On the morning of 16 July, the Finns launched a counter-attack to regain the defense line. The entire day saw continuous heavy fighting. By evening the Soviets held on to a part of Nietjärvi village, and part of the defense line (a stretch of line consisting of connected trenches) on a low hill in that area. As a frontal assault was deemed to be too expensive, the Finns chose to cut off the Soviets by assaulting along the trenches, with artillery being used to prevent Soviet reinforcements from reaching the area. At 22:30 that evening, the Finns began an artillery preparation which was immediately followed by an infantry assault along the trenches from both ends, using automatic rifles, hand grenades and flame throwers.
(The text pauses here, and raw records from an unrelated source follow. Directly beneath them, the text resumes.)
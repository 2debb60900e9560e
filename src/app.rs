use crate::components::{BandTabs, Component, NetworkTable, SpectrumView, StatusBar};
use crate::scanner::{Backend, ScanExecutor};
use crate::session::{ScannerSession, THRESHOLD_PAGE_STEP};
use crate::theme::Theme;
use ratatui::layout::{Constraint, Direction, Layout, Rect};
use ratatui::text::{Line, Span};
use ratatui::widgets::{Block, Borders, Clear, Paragraph};
use ratatui::Frame;
use std::time::Instant;

pub struct App {
    pub session: ScannerSession,
    executor: ScanExecutor,
    pub should_quit: bool,
    pub show_help: bool,
}

impl App {
    /// Build the app and load the adapter list. No device is selected yet.
    pub async fn new(backend: Backend) -> Self {
        let adapters = backend.list_adapters().await;
        tracing::info!(?backend, adapters = ?adapters, "wireless adapters found");

        let mut session = ScannerSession::new(adapters);
        if session.adapters().is_empty() {
            session.set_status("No wireless devices found.");
        }

        Self {
            session,
            executor: ScanExecutor::new(backend),
            should_quit: false,
            show_help: false,
        }
    }

    /// Move the device selector to the next adapter. Its bands are looked
    /// up in the background and arrive through [`Self::on_tick`].
    pub fn cycle_device(&mut self) {
        let Some(adapter) = self.session.next_adapter().map(str::to_string) else {
            self.session.set_status("No wireless devices found.");
            return;
        };
        self.session.begin_device_query(&adapter);
        self.executor.query_bands(adapter);
    }

    pub fn toggle_scanning(&mut self) {
        if let Some(ticket) = self.session.start_stop(Instant::now()) {
            self.executor.dispatch(ticket);
        }
    }

    /// Collect finished band queries and scans, then launch the next scan if
    /// a tick is due.
    pub fn on_tick(&mut self) {
        while let Some(report) = self.executor.try_next_bands() {
            self.session.finish_device_query(&report.adapter, report.bands);
        }
        while let Some(completion) = self.executor.try_next() {
            self.session.apply_completion(completion);
        }
        if let Some(ticket) = self.session.poll_due(Instant::now()) {
            self.executor.dispatch(ticket);
        }
    }

    pub fn navigate_up(&mut self) {
        self.session.select_previous();
    }

    pub fn navigate_down(&mut self) {
        self.session.select_next();
    }

    pub fn next_tab(&mut self) {
        self.session.next_tab();
    }

    pub fn previous_tab(&mut self) {
        self.session.previous_tab();
    }

    pub fn raise_threshold(&mut self, page: bool) {
        self.session.adjust_threshold(if page { THRESHOLD_PAGE_STEP } else { 1 });
    }

    pub fn lower_threshold(&mut self, page: bool) {
        self.session.adjust_threshold(if page { -THRESHOLD_PAGE_STEP } else { -1 });
    }

    pub fn toggle_help(&mut self) {
        self.show_help = !self.show_help;
    }

    pub fn quit(&mut self) {
        self.should_quit = true;
    }

    pub fn render(&self, frame: &mut Frame) {
        let chunks = Layout::default()
            .direction(Direction::Vertical)
            .constraints([
                Constraint::Length(1),  // Band tabs
                Constraint::Min(10),    // Table and spectrum
                Constraint::Length(1),  // Status bar
            ])
            .split(frame.area());

        BandTabs.render(frame, chunks[0], self);

        let main_chunks = Layout::default()
            .direction(Direction::Vertical)
            .constraints([Constraint::Percentage(40), Constraint::Percentage(60)])
            .split(chunks[1]);

        NetworkTable.render(frame, main_chunks[0], self);
        SpectrumView.render(frame, main_chunks[1], self);
        StatusBar.render(frame, chunks[2], self);

        if self.show_help {
            self.render_help_overlay(frame);
        }
    }

    fn render_help_overlay(&self, frame: &mut Frame) {
        let area = centered_rect(50, 60, frame.area());

        let help_text = vec![
            Line::from(""),
            Line::from(Span::styled("Keyboard Shortcuts", Theme::title_style())),
            Line::from(""),
            Line::from("Space / Enter    Start or stop scanning"),
            Line::from("d                Next wireless device"),
            Line::from("Tab / \u{2192} / l      Next band"),
            Line::from("S-Tab / \u{2190} / h    Previous band"),
            Line::from("\u{2191}/\u{2193} or k/j       Select network"),
            Line::from("+ / -            Threshold \u{00b1}1 dBm"),
            Line::from("PgUp / PgDn      Threshold \u{00b1}10 dBm"),
            Line::from("?                Toggle this help"),
            Line::from("q / Esc          Quit"),
            Line::from(""),
            Line::from(Span::styled(
                "Networks rescan every 5 seconds while scanning is on.",
                Theme::help_style(),
            )),
            Line::from(""),
            Line::from("Press ? to close"),
        ];

        let paragraph = Paragraph::new(help_text).block(
            Block::default()
                .borders(Borders::ALL)
                .style(Theme::border_style())
                .title(Span::styled(" Help ", Theme::title_style())),
        );

        frame.render_widget(Clear, area);
        frame.render_widget(paragraph, area);
    }
}

fn centered_rect(percent_x: u16, percent_y: u16, r: Rect) -> Rect {
    let popup_layout = Layout::default()
        .direction(Direction::Vertical)
        .constraints([
            Constraint::Percentage((100 - percent_y) / 2),
            Constraint::Percentage(percent_y),
            Constraint::Percentage((100 - percent_y) / 2),
        ])
        .split(r);

    Layout::default()
        .direction(Direction::Horizontal)
        .constraints([
            Constraint::Percentage((100 - percent_x) / 2),
            Constraint::Percentage(percent_x),
            Constraint::Percentage((100 - percent_x) / 2),
        ])
        .split(popup_layout[1])[1]
}
use crate::app::App;
use crate::components::Component;
use crate::scanner::NetworkRecord;
use crate::spectrum::network_color;
use crate::theme::Theme;
use ratatui::layout::{Constraint, Rect};
use ratatui::style::Style;
use ratatui::text::{Line, Span};
use ratatui::widgets::{Block, Borders, Cell, Row, Table, TableState};
use ratatui::Frame;

pub struct NetworkTable;

impl Component for NetworkTable {
    fn render(&self, frame: &mut Frame, area: Rect, app: &App) {
        let session = &app.session;
        let records = session.visible_records();

        let header_cells = ["BSSID", "SSID", "Channel", "Frequency", "Bandwidth", "Signal"]
            .into_iter()
            .map(header_cell);
        let header = Row::new(header_cells).style(Theme::header_style()).height(1);

        // Swatch colors match the spectrum, which colors by the same order.
        let rows = records.iter().enumerate().map(|(rank, network)| network_row(rank, network));

        let band = session
            .current_band()
            .map(|b| b.to_string())
            .unwrap_or_default();
        let title = format!(" {} Networks ({} shown) ", band, records.len());

        let table = Table::new(
            rows,
            [
                Constraint::Length(20), // BSSID
                Constraint::Min(16),    // SSID
                Constraint::Length(8),  // Channel
                Constraint::Length(10), // Frequency
                Constraint::Length(10), // Bandwidth
                Constraint::Length(9),  // Signal
            ],
        )
        .header(header)
        .block(
            Block::default()
                .borders(Borders::ALL)
                .style(Theme::border_style())
                .title(Span::styled(title, Theme::title_style())),
        )
        .row_highlight_style(Theme::selected_style())
        .highlight_symbol("\u{25b6} ");

        let mut table_state = TableState::default();
        table_state.select(session.selected_index());

        frame.render_stateful_widget(table, area, &mut table_state);
    }
}

fn network_row(rank: usize, network: &NetworkRecord) -> Row<'static> {
    let swatch = Span::styled("\u{25a0} ", Style::default().fg(Theme::color(network_color(rank))));
    let bssid_cell = Cell::from(Line::from(vec![swatch, Span::raw(network.bssid.clone())]));

    Row::new([
        bssid_cell,
        Cell::from(truncate(&network.ssid, 32)),
        Cell::from(network.channel_label()),
        Cell::from(format!("{} MHz", network.frequency_mhz)),
        Cell::from(format!("{} MHz", network.bandwidth_mhz)),
        Cell::from(Span::styled(
            format!("{} dBm", network.signal_dbm),
            Theme::signal_style(network.signal_dbm),
        )),
    ])
}

fn header_cell(name: &str) -> Cell<'static> {
    Cell::from(Span::styled(name.to_string(), Theme::header_style()))
}

/// Shorten to `max_chars` characters, counting chars rather than bytes since
/// SSIDs are arbitrary UTF-8.
fn truncate(s: &str, max_chars: usize) -> String {
    if s.chars().count() > max_chars {
        let kept: String = s.chars().take(max_chars.saturating_sub(3)).collect();
        format!("{kept}...")
    } else {
        s.to_string()
    }
}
In the early morning of 17 July 1944, the Finnish units approaching the trench from both ends managed to link up with the help of the flame throwers. Only a small portion of the Red Army soldiers trapped in the trench or beyond it had escaped. Soviet forces tried to support the troops fighting in the trenches but Finnish artillery prevented reinforcements from reaching the area.

==Losses, and conclusion==
The Red Army had not been able to penetrate through the defense of the Finnish 5th Division in the U-line. The heaviest losses were suffered by the Soviet 114th Rifle Division. The Soviet 762nd Rifle Regiment was totally destroyed. The Finns captured the Red Army message to its headquarters: "The Regiment destroyed, the flag saved". The main bulk of the two other regiments of the Soviet 114th Division were also destroyed, and the Soviet 272nd Rifle Division suffered heavy losses. Around 40 Red Army tanks, which had attacked in the direction of Nietjärvi, were lost. The breakthrough attempt cost the Soviets over 6,000 casualties, of whom over 2,000 died in the relatively short but brutal battle. Few Red Army soldiers were captured by the Finns.

The Finnish Army suffered 500 dead or missing and 700 wounded. Some soldiers might have died outside of the Nietjärvi battleground.

During the five days from 11 to 15 July, the Finnish field artillery fired 54,300 rounds in the U-line, more than in any other battle during the summer of 1944. They also fired 24,400 mortars. The infantry battalions had the highest recorded artillery support, with 1.4 artillery battalions per infantry battalion. The Finns deployed a surprise element, inflicting heavy damage on enemy forces with very short half-minute or one-minute artillery barrages and counter-battery firing. This happened without notable Finnish air force support.

The efficient cooperation of the elements of the Finnish armed forces helped the Aunus Group to stop the Soviet Karelian Front's advance along the shores of Ladoga at the U-line. The concentrated field artillery and mortar fire power played a vital role, as in many other critical combats during summer of 1944. The Soviet 7th Army's attempt to get around the U-line resulted in smaller engagements on the frontier north of lake Ladoga. The Soviet move to extend the front required Finns to extend their line as well, setting the stage for the Battle of Ilomantsi fought further to the north. The Finnish defense had prevented the Red Army from advancing from the north side of Lake Ladoga into the battle stages of the Karelian Isthmus. If the Red Army had not been stopped here, the Finnish forces fighting on the Karelian Isthmus would have been left between two Soviet armies on the narrow Isthmus, in the area limited by the Gulf of Finland in the south, and Lake Ladoga in the north.